Try it —
Below are entries. Reproduce exactly the lines between the line holding "once retries are" and the line holding "let observation = request.validate()?;", inclusive, and only those.

Saved entries:
=== Begin Enclosure ===
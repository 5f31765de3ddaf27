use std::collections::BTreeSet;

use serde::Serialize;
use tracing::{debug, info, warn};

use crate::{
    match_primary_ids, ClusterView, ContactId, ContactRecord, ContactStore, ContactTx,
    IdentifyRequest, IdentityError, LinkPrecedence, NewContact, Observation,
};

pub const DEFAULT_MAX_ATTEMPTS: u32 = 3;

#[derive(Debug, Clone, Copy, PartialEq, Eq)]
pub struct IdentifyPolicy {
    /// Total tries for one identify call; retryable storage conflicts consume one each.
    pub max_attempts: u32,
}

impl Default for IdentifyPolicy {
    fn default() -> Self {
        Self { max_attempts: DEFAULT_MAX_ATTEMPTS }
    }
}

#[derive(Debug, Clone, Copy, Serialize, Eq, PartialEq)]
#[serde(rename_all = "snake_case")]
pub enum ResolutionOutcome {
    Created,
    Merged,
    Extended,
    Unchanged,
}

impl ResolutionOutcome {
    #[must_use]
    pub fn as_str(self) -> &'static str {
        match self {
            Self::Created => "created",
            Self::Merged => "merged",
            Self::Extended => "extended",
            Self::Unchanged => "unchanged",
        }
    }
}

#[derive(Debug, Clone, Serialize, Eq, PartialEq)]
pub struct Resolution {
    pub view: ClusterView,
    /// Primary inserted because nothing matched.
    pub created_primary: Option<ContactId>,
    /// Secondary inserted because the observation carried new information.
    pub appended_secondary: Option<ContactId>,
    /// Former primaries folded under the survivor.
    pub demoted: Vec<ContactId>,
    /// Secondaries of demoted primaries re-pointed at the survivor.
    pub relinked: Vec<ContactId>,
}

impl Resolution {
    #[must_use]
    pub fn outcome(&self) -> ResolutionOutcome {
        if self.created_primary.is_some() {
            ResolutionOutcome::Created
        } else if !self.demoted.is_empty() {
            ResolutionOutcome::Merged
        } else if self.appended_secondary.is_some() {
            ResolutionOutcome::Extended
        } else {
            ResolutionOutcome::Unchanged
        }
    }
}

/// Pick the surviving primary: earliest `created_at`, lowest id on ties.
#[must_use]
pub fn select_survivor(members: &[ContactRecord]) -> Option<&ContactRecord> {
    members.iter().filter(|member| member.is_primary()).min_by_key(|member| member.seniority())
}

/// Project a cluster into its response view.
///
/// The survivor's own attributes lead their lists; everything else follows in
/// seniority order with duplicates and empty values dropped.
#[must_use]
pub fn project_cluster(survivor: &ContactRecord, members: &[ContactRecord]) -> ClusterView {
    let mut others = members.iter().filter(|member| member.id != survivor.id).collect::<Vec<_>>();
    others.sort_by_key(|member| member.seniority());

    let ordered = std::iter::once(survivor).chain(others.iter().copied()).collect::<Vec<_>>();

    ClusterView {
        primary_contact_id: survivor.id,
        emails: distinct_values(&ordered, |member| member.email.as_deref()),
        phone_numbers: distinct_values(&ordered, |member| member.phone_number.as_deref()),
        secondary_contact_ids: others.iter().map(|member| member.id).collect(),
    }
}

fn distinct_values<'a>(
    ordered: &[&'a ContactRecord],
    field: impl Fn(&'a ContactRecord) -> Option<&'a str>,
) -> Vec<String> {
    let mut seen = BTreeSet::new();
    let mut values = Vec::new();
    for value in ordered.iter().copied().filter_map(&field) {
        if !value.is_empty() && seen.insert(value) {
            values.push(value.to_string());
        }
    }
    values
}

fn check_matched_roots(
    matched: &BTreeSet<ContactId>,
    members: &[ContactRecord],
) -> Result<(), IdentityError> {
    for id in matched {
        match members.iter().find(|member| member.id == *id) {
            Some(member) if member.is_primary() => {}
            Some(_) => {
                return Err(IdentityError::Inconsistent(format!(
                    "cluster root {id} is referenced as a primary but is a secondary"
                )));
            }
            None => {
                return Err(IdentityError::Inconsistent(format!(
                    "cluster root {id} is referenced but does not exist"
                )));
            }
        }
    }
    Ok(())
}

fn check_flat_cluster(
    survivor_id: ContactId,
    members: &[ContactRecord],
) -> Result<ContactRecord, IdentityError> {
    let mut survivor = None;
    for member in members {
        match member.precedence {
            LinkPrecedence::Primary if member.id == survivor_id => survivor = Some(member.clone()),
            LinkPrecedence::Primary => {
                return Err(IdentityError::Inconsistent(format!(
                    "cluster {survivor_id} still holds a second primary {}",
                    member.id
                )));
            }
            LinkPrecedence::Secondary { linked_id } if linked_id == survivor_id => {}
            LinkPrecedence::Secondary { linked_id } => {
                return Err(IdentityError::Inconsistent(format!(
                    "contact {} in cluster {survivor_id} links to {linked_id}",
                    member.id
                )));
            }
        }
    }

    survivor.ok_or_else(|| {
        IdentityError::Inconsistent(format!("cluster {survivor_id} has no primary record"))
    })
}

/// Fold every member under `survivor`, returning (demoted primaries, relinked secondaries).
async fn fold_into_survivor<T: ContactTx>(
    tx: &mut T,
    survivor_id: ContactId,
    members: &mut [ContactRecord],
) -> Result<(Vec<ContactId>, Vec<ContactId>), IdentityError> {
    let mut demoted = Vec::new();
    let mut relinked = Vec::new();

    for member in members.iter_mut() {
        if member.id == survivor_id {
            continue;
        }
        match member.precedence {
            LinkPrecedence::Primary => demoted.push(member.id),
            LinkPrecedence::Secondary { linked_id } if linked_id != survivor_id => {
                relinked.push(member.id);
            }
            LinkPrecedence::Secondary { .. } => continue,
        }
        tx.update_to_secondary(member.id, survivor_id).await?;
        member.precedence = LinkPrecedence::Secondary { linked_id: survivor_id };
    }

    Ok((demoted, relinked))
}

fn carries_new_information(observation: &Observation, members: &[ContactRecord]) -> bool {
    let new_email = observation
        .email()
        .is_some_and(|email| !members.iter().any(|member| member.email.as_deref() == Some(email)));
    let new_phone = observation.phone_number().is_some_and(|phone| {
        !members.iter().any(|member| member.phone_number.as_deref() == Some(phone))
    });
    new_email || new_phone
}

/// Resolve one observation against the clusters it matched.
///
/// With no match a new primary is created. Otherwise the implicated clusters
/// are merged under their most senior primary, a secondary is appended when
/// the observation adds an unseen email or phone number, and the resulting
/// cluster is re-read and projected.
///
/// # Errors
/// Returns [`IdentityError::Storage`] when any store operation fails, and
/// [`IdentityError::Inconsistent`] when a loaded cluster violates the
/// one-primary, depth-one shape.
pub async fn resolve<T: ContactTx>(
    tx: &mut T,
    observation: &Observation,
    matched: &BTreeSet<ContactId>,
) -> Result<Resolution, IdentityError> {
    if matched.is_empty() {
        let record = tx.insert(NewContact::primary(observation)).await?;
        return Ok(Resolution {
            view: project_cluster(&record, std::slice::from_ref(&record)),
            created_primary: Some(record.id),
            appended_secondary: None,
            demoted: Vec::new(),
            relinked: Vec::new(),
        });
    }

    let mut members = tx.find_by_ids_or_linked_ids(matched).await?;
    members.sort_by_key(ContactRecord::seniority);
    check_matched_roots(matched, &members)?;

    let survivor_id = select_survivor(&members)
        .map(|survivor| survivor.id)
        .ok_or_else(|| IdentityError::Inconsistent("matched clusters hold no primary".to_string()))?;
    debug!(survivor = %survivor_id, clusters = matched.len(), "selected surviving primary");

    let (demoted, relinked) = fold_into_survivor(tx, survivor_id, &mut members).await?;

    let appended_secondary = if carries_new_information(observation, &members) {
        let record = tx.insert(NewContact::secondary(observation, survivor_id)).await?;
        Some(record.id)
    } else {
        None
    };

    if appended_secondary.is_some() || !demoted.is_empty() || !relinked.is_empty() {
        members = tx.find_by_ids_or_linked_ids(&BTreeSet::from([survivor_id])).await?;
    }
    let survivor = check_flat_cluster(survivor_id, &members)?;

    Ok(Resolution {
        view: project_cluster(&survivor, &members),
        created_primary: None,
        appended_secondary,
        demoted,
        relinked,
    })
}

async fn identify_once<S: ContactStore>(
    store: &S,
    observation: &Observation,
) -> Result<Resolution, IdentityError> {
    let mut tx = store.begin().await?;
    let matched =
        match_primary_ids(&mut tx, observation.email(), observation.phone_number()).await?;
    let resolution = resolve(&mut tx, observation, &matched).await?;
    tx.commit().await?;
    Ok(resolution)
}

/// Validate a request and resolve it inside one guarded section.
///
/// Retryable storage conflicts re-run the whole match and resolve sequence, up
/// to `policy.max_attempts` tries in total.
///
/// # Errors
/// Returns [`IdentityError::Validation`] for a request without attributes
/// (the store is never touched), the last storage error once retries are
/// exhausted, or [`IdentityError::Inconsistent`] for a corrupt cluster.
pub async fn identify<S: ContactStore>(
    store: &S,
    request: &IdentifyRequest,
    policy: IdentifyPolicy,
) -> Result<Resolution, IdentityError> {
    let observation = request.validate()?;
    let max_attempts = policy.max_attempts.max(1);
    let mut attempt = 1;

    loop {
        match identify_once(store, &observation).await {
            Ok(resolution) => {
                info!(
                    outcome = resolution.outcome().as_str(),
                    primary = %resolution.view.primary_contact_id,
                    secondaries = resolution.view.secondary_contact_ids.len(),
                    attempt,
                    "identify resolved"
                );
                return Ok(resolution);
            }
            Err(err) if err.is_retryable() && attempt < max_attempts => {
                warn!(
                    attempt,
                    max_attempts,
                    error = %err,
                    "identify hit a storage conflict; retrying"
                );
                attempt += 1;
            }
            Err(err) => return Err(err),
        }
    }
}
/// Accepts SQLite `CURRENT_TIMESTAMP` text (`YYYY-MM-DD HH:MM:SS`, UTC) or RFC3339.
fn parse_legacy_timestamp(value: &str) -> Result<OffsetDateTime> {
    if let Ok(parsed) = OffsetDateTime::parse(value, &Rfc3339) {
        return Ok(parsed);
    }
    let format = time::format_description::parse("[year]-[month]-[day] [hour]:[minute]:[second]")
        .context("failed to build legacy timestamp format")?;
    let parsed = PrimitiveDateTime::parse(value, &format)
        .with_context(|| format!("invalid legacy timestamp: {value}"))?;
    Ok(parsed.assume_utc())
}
=== End Enclosure ===
Output for this exercise —
/// (the store is never touched), the last storage error once retries are
/// exhausted, or [`IdentityError::Inconsistent`] for a corrupt cluster.
pub async fn identify<S: ContactStore>(
    store: &S,
    request: &IdentifyRequest,
    policy: IdentifyPolicy,
) -> Result<Resolution, IdentityError> {
    let observation = request.validate()?;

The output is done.